The phaseout of fossil fuels has been a contentious issue for almost two years. At COP26 in 2021, countries agreed to a “phasedown” of unabated coal power and a “phaseout” of inefficient fossil fuel subsidies. Since then debate has continued on whether to upgrade the language from phasedown to a full phaseout, and whether to extend it to all fossil fuels and not just coal. One of the sticking points at COP26, came from India, who argued that all fossil fuels must be phased down, and not just coal, in an equitable manner. By focusing only on coal and not oil and gas, the proposal disproportionately affected India and China both of which heavily rely on coal for energy generation. At COP27 last year there was no movement in language, with the decision text only calling on countries to accelerate efforts to phasedown unabated coal power. Many pointed the finger at Russia, Saudi Arabia and Iran for stymieing consensus, with Saudi Arabia taking the position that “the convention needs to address emissions and not the origin of the emissions”. However, given the global energy crisis and concerns that countries were slacking on their commitments and the need to keep “1.5o C alive”, arguably it was a win to see even the existing text reiterated.
This year, the EU is going in strong, setting out its position early on regarding the need for a phaseout of all fossil fuels and related subsidies. On 9 March 2023, the Council of the European Union (representing government Ministers from each EU country) published its conclusions on Climate and Energy Diplomacy. The document supports a “global phase-out of unabated fossil fuels, as defined by the IPCC, and a peak in their consumption already in the near term, while recognising a transitional role for natural gas”. Reference to the IPCC’s definition, means that coal, oil and gas should be included in any phaseout. Whilst encompassing all fossil fuels, that’s a lot of words and conditions for a phase out. It’s also not quite clear how long a transitional period for natural gas the EU envisages, as the document only proposes a phase out “well ahead” of 2050 but makes no commitments on interim timeframes. Reportedly there were disputes about whether to promote nuclear or renewable energy, with the final text unspecific on which type of hydrogen the EU would promote.

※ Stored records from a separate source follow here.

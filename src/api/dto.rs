//! Request and response DTOs

use chrono::{DateTime, Utc};
use serde::{Deserialize, Serialize};

use crate::data::{Member, Notification};

// =============================================================================
// Generic envelopes
// =============================================================================

#[derive(Debug, Clone, Serialize, Deserialize)]
pub struct MessageResponse {
    pub message: String,
}

impl MessageResponse {
    pub fn new(message: impl Into<String>) -> Self {
        Self {
            message: message.into(),
        }
    }
}

#[derive(Debug, Clone, Serialize, Deserialize)]
pub struct DataResponse<T> {
    pub data: T,
}

/// Message plus payload, for create endpoints
#[derive(Debug, Clone, Serialize, Deserialize)]
pub struct CreatedResponse<T> {
    pub message: String,
    pub data: T,
}

// =============================================================================
// Members
// =============================================================================

#[derive(Debug, Clone, Deserialize)]
pub struct RegisterRequest {
    pub username: String,
    pub email: String,
    pub password: String,
    #[serde(default)]
    pub bio: Option<String>,
}

#[derive(Debug, Clone, Deserialize)]
pub struct LoginRequest {
    pub username: String,
    pub password: String,
}

/// `PUT /member`; every field is optional
#[derive(Debug, Clone, Default, Deserialize)]
pub struct UpdateMemberRequest {
    pub email: Option<String>,
    pub bio: Option<String>,
    pub current_password: Option<String>,
    pub new_password: Option<String>,
}

/// Public profile
#[derive(Debug, Clone, Serialize, Deserialize)]
pub struct MemberResponse {
    pub username: String,
    pub bio: String,
    pub created_at: DateTime<Utc>,
}

impl From<Member> for MemberResponse {
    fn from(member: Member) -> Self {
        Self {
            username: member.username,
            bio: member.bio,
            created_at: member.created_at,
        }
    }
}

#[derive(Debug, Clone, Serialize, Deserialize)]
pub struct CurrentUserResponse {
    pub username: String,
}

// =============================================================================
// Posts, comments and reactions
// =============================================================================

#[derive(Debug, Clone, Deserialize)]
pub struct CreatePostRequest {
    pub title: String,
    pub content: String,
}

#[derive(Debug, Clone, Deserialize)]
pub struct CreateCommentRequest {
    pub content: String,
}

/// `{"action": "like" | "dislike"}`; parsed into `Polarity` by the handler
#[derive(Debug, Clone, Deserialize)]
pub struct ReactionRequest {
    pub action: String,
}

#[derive(Debug, Clone, Serialize, Deserialize)]
pub struct ReactionResponse {
    pub message: String,
    pub likes: i64,
    pub dislikes: i64,
}

// =============================================================================
// Notifications
// =============================================================================

#[derive(Debug, Clone, Default, Deserialize)]
pub struct NotificationListQuery {
    pub limit: Option<i64>,
    pub offset: Option<i64>,
    #[serde(default)]
    pub unread_only: bool,
}

#[derive(Debug, Clone, Serialize, Deserialize)]
pub struct NotificationListResponse {
    pub count: i64,
    pub data: Vec<Notification>,
}

#[derive(Debug, Clone, Deserialize)]
pub struct MarkReadRequest {
    pub read: bool,
}
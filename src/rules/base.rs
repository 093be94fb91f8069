//! Core pattern set, always registered first
//!
//! Patterns are matched against one segment at a time, so they never need to
//! look across `;`, `&&`, `||` or `|`. Ids starting with `fs_` form the
//! filesystem-deletion family and are subject to the safe-path exemption.

use crate::rules::pack::{PackDefinition, PackMeta};
use crate::rules::{Action, Rule, Severity};

/// Name under which the core set is registered.
pub const CORE_PACK: &str = "core";

/// `rm` in command position: start of segment, after a separator or quote,
/// after a path prefix (`/bin/rm`), behind a wrapper, or after an assignment.
/// Keeps `git rm` out of the filesystem family.
macro_rules! rm_cmd {
    () => {
        r#"(?:^|[;&|(`"'/]\s*|(?:^|\s)(?:sudo|doas|xargs|exec|command|builtin|nohup|nice|ionice|time|env|timeout|-exec|-execdir|-ok)(?:\s+\S+)*?\s+|(?:^|\s)\w+=\S*\s+)rm\s+"#
    };
}

/// Tail of a path operand: closing quote, then end of word.
macro_rules! word_end {
    () => {
        r#"["']?(?:\s|$|[;&|)`])"#
    };
}

pub const CORE_RULES: &[Rule] = &[
    // Filesystem destruction
    Rule::new(
        "fs_rm_root",
        concat!(rm_cmd!(), r#"(?:\S+\s+)*?["']?/+\*?"#, word_end!()),
        Action::Block,
        Severity::Critical,
        "rm on the filesystem root is catastrophic and will not be executed",
    ),
    Rule::new(
        "fs_rm_home",
        concat!(
            rm_cmd!(),
            r#"(?:\S+\s+)*?["']?(?:~|\$HOME|\$\{HOME\})/*\*?"#,
            word_end!()
        ),
        Action::Block,
        Severity::Critical,
        "rm on the home directory is catastrophic and will not be executed",
    ),
    Rule::new(
        "fs_rm_system_dirs",
        concat!(
            rm_cmd!(),
            r#"(?:\S+\s+)*?["']?/(?:etc|usr|var|bin|sbin|lib|lib32|lib64|boot|opt|root|sys|proc|dev|srv|home)(?:/[^\s"';&|)`]*)?"#,
            word_end!()
        ),
        Action::Block,
        Severity::Critical,
        "rm inside a system directory can leave the machine unusable",
    ),
    Rule::new(
        "fs_rm_recursive_force",
        concat!(
            rm_cmd!(),
            r#"(?:\S+\s+)*?(?:-[a-zA-Z]*(?:[rR][a-zA-Z]*f|f[a-zA-Z]*[rR])[a-zA-Z]*|(?:-[a-zA-Z]*[rR][a-zA-Z]*|--recursive)\s+(?:\S+\s+)*?(?:-[a-zA-Z]*f[a-zA-Z]*|--force)|(?:-[a-zA-Z]*f[a-zA-Z]*|--force)\s+(?:\S+\s+)*?(?:-[a-zA-Z]*[rR][a-zA-Z]*|--recursive))"#,
            word_end!()
        ),
        Action::Block,
        Severity::High,
        "rm -rf is destructive and requires human approval; explain what should be deleted and why",
    ),
    Rule::new(
        "fs_rm_recursive",
        concat!(
            rm_cmd!(),
            r#"(?:\S+\s+)*?(?:-[a-zA-Z]*[rR][a-zA-Z]*|--recursive)"#,
            word_end!()
        ),
        Action::Warn,
        Severity::Medium,
        "Recursive delete outside a disposable directory",
    ),
    Rule::new(
        "fs_find_delete",
        r"\bfind\s(?:.*\s)?-delete\b",
        Action::Warn,
        Severity::Medium,
        "find -delete removes every matching file",
    ),
    // Disk destruction
    Rule::new(
        "disk_dd_device",
        r"\bdd\b.*\bof=/dev/(?:sd|nvme|hd|vd|xvd|mmcblk|disk)\w*",
        Action::Block,
        Severity::Critical,
        "Writing directly to a disk device",
    ),
    Rule::new(
        "disk_mkfs",
        r"\bmkfs(?:\.\w+)?\s+(?:\S+\s+)*?/dev/",
        Action::Block,
        Severity::Critical,
        "Formatting a disk device",
    ),
    Rule::new(
        "disk_partition",
        r"\b(?:fdisk|sfdisk|parted|wipefs)\s+(?:\S+\s+)*?/dev/",
        Action::Warn,
        Severity::High,
        "Modifying a disk partition table",
    ),
    Rule::new(
        "fork_bomb",
        r":\(\)\s*\{.*:\s*\|\s*:.*&",
        Action::Block,
        Severity::Critical,
        "Fork bomb detected",
    ),
    Rule::new(
        "chown_chmod_recursive_root",
        r#"\bch(?:mod|own)\s+(?:\S+\s+)*?-[a-zA-Z]*R[a-zA-Z]*\s+(?:\S+\s+)*?["']?/["']?(?:\s|$)"#,
        Action::Block,
        Severity::Critical,
        "Recursive permission change on the filesystem root",
    ),
    Rule::new(
        "system_power",
        r#"(?:^|[;&|(`"']\s*|\bsudo\s+|\bsystemctl\s+)(?:shutdown|reboot|halt|poweroff)\b"#,
        Action::Block,
        Severity::High,
        "Shutting down or rebooting the host",
    ),
    // Guard tampering
    Rule::new(
        "guard_disable_env",
        r"\bDCG_(?:DISABLED|WARN_ONLY)\s*=",
        Action::Block,
        Severity::Critical,
        "Attempt to disable the command guard from inside a command",
    ),
    // Git history loss
    Rule::new(
        "git_reset_hard",
        r"\bgit\s+(?:\S+\s+)*?reset\s+(?:\S+\s+)*?--hard\b",
        Action::Block,
        Severity::High,
        "git reset --hard discards uncommitted changes",
    ),
    Rule::new(
        "git_clean_force",
        r"\bgit\s+(?:\S+\s+)*?clean\s+(?:\S+\s+)*?(?:-[a-zA-Z]*f[a-zA-Z]*|--force)\b",
        Action::Block,
        Severity::High,
        "git clean -f deletes untracked files; run with -n first",
    ),
    Rule::new(
        "git_push_force_main",
        r"\bgit\s+(?:\S+\s+)*?push\b(?:.*\s(?:-f|--force)(?:\s|$).*\b(?:main|master)\b|.*\b(?:main|master)\b.*\s(?:-f|--force)(?:\s|$))",
        Action::Block,
        Severity::High,
        "Force pushing to main/master rewrites shared history",
    ),
    Rule::new(
        "git_push_force",
        r"\bgit\s+(?:\S+\s+)*?push\b.*\s(?:-f|--force)(?:\s|$)",
        Action::Warn,
        Severity::Medium,
        "Force push; prefer --force-with-lease",
    ),
    Rule::new(
        "git_branch_force_delete",
        r"\bgit\s+(?:\S+\s+)*?branch\s+(?:\S+\s+)*?-D\b",
        Action::Warn,
        Severity::Medium,
        "git branch -D deletes unmerged work",
    ),
    // Permissions
    Rule::new(
        "chmod_world_writable",
        r"\bchmod\s+(?:\S+\s+)*?(?:0?777|a\+rwx|o\+w)\b",
        Action::Warn,
        Severity::Medium,
        "Setting world-writable permissions",
    ),
];

/// The core set as a pack definition, ready for the registry builder.
pub fn core_pack() -> PackDefinition {
    PackDefinition::from_rules(
        PackMeta {
            name: CORE_PACK.to_string(),
            description: Some("Always-loaded base patterns".to_string()),
        },
        CORE_RULES,
    )
}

Interestingly, the text also supports supplementing gas imports through “methane capture” in other countries through its proposed “You Collect/We Buy” approach. We have previously reported how this approach could be potentially beneficial by capturing methane that would otherwise be flared for ready to export markets in Algeria, Angola, Egypt and Nigeria. It presents a dual win of reducing methane emissions from existing gas wells, and by operating as an interim measure without the risk of long term infrastructural lock-in of a new oil and gas development.
Lastly, it calls on the EU and its Member States to increase funding for adaptation and climate resilience and to “constructively engage in the discussions on new funding arrangements, including a fund” for loss and damage. Both of these are points of concern, as countries last year failed to live up to their pledges to double adaptation finance ($349 million was pledged in 2021, but $236.3 million remains outstanding). Similarly the EU was less than enthusiastic about setting up a dedicated loss and damage fund, although it ultimately did agree to it. Its constructive support, together with other developed countries, for the establishment of the loss and damage fund and its capitalisation, as well as the fulfilment of pledges to the Adaptation Fund will be crucial to gain traction on both of these issues in the lead up to COP28.